### DATASET EXTRACT:
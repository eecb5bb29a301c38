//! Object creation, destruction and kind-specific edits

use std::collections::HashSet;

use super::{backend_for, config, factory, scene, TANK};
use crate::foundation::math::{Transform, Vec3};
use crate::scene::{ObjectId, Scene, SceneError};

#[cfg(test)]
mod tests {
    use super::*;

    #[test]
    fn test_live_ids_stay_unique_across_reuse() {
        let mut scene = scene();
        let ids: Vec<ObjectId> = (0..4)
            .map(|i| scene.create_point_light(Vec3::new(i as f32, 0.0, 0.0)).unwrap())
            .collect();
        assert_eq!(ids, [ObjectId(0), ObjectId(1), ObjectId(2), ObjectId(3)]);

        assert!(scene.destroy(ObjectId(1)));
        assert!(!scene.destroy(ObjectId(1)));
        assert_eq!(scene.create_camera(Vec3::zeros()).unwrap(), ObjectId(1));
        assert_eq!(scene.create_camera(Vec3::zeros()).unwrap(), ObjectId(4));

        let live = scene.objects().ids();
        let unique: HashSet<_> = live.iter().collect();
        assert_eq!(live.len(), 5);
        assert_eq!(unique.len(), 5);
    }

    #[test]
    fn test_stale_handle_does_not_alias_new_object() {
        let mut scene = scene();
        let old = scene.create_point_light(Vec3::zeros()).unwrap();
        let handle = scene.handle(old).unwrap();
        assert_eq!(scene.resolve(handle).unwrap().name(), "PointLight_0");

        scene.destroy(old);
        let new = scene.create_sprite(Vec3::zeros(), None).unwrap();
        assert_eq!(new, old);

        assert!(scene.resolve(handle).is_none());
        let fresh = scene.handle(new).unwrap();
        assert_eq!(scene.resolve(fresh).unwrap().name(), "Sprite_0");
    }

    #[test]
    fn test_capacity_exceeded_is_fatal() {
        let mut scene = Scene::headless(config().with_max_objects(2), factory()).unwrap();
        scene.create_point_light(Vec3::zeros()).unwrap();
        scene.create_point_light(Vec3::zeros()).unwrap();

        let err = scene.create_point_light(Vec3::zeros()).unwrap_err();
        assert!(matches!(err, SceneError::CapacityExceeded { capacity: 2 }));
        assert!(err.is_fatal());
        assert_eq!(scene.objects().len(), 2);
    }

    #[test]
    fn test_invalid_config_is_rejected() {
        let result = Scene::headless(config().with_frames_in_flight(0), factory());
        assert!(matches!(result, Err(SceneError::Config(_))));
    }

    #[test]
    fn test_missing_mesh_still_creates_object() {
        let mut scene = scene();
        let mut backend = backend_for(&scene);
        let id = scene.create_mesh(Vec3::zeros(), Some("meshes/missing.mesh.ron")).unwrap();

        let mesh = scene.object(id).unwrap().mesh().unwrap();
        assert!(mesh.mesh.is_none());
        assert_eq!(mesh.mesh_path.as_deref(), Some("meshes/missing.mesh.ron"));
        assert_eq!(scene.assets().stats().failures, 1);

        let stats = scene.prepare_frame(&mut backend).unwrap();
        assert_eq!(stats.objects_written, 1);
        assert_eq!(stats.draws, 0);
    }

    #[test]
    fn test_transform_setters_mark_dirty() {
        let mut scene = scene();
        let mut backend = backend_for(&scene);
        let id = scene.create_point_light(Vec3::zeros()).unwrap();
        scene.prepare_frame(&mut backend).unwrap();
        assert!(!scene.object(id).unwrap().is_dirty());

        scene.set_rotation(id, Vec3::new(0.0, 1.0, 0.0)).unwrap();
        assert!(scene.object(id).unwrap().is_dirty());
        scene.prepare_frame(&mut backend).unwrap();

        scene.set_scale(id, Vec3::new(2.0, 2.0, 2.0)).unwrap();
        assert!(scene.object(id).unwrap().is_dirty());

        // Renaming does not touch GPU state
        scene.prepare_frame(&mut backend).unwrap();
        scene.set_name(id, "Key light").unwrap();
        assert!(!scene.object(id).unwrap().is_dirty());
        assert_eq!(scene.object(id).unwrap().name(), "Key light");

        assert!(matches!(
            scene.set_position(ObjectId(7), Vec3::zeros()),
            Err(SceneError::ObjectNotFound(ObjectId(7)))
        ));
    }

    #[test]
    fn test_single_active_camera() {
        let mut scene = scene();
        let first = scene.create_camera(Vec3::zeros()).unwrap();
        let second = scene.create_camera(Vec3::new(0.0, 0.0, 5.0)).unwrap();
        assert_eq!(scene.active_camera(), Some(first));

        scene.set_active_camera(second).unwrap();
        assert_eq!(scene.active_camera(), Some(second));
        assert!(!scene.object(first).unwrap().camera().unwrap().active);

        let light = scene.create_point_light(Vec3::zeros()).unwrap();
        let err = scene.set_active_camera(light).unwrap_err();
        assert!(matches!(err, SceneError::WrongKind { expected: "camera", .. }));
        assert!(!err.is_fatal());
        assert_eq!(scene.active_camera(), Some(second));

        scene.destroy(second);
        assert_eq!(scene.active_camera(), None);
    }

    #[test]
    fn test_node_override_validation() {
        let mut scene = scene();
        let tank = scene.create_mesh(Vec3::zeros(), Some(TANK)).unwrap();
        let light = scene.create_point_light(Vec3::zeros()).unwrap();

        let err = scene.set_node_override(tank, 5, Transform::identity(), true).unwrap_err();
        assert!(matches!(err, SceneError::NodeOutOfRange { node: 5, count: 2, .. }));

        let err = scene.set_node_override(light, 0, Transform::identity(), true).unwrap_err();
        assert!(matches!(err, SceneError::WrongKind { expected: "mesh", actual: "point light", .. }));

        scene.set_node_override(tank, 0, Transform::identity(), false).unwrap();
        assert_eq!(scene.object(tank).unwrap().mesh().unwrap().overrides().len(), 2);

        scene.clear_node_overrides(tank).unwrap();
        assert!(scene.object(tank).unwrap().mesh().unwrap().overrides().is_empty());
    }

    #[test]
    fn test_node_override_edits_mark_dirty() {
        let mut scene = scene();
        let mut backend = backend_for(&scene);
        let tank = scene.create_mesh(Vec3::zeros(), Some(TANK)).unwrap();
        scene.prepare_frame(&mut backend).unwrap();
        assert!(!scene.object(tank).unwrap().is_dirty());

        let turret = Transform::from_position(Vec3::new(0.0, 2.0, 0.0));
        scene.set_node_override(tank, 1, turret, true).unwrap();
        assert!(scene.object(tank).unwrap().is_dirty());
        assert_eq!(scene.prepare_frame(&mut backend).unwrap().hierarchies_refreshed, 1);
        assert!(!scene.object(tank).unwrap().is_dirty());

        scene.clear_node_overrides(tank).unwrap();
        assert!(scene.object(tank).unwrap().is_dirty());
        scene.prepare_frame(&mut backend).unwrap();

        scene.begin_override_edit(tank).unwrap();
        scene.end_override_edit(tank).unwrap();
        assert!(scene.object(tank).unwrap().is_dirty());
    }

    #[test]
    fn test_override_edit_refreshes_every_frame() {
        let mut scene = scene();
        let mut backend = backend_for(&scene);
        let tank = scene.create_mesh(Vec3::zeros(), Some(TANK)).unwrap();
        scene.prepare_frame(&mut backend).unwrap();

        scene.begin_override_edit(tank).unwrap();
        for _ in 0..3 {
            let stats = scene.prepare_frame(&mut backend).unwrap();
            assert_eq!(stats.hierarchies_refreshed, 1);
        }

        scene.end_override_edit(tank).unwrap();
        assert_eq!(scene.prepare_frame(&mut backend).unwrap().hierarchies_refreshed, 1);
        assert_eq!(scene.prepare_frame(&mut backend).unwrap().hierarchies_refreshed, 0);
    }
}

==

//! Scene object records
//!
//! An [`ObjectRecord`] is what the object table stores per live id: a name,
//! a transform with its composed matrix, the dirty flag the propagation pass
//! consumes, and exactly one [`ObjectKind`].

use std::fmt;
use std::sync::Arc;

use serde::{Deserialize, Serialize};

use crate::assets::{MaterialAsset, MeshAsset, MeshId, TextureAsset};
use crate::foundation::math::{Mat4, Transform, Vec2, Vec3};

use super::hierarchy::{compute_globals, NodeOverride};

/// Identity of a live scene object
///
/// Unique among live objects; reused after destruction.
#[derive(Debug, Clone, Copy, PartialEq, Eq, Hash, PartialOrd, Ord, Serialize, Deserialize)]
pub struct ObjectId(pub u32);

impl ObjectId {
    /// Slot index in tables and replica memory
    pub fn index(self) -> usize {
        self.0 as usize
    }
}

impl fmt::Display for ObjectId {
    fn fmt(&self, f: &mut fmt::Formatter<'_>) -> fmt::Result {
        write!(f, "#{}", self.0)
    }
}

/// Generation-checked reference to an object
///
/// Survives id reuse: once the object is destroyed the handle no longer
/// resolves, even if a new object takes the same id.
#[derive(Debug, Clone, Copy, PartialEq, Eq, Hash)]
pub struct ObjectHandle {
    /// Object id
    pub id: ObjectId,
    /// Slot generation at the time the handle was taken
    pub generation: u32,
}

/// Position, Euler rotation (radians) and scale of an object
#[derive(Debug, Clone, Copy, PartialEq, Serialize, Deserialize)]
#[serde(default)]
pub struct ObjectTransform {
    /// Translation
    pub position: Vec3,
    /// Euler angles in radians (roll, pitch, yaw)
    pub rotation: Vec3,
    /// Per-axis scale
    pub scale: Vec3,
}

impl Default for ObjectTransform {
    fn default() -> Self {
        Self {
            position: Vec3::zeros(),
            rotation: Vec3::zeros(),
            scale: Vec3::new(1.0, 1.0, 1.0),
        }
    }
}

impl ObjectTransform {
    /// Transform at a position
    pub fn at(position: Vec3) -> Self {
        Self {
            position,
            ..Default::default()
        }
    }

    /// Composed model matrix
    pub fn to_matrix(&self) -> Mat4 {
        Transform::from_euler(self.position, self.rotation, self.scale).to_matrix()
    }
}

* * *

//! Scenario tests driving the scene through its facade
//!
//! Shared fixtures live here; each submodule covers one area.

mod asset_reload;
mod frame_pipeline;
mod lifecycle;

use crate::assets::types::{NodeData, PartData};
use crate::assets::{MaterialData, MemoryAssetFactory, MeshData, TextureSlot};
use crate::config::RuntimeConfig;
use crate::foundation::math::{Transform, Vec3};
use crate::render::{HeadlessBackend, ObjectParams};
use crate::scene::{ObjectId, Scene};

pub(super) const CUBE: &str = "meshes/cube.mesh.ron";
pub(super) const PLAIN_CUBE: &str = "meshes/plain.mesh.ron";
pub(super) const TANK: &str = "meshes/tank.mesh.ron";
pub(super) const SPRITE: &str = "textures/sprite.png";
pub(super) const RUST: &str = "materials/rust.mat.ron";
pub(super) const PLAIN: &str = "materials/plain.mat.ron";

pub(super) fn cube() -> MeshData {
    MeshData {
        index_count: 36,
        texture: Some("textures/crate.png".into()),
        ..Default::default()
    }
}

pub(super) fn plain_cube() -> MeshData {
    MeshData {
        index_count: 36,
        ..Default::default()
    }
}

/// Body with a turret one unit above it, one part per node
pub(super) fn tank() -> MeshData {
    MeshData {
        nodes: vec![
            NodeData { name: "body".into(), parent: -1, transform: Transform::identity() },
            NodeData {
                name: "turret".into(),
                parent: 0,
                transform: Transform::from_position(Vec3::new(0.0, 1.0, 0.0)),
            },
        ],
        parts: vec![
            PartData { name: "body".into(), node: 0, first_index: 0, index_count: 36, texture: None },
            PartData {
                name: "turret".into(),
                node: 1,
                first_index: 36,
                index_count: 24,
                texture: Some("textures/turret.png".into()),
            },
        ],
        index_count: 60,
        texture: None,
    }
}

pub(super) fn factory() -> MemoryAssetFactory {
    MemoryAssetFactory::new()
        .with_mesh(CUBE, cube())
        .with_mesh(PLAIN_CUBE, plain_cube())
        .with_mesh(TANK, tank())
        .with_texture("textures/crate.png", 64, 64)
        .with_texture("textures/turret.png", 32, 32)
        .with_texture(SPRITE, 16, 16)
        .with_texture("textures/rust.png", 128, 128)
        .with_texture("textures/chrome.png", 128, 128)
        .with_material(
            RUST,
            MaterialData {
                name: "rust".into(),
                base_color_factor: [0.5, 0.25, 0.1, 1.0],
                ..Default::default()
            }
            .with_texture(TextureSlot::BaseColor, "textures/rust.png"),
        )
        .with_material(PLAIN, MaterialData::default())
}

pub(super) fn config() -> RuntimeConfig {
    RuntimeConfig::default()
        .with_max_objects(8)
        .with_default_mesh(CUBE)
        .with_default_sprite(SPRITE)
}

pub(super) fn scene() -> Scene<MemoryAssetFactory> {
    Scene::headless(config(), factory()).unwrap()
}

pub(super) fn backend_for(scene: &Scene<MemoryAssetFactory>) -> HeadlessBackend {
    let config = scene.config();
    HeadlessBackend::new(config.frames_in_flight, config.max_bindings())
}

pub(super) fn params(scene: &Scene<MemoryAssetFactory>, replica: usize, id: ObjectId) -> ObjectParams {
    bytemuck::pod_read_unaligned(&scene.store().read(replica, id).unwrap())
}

### EXERCISE OBJECTIVE:
Scan the entries and show every line in which the word "tests" is found.

### WRITTEN RESPONSE:
mod tests {
//! Scenario tests driving the scene through its facade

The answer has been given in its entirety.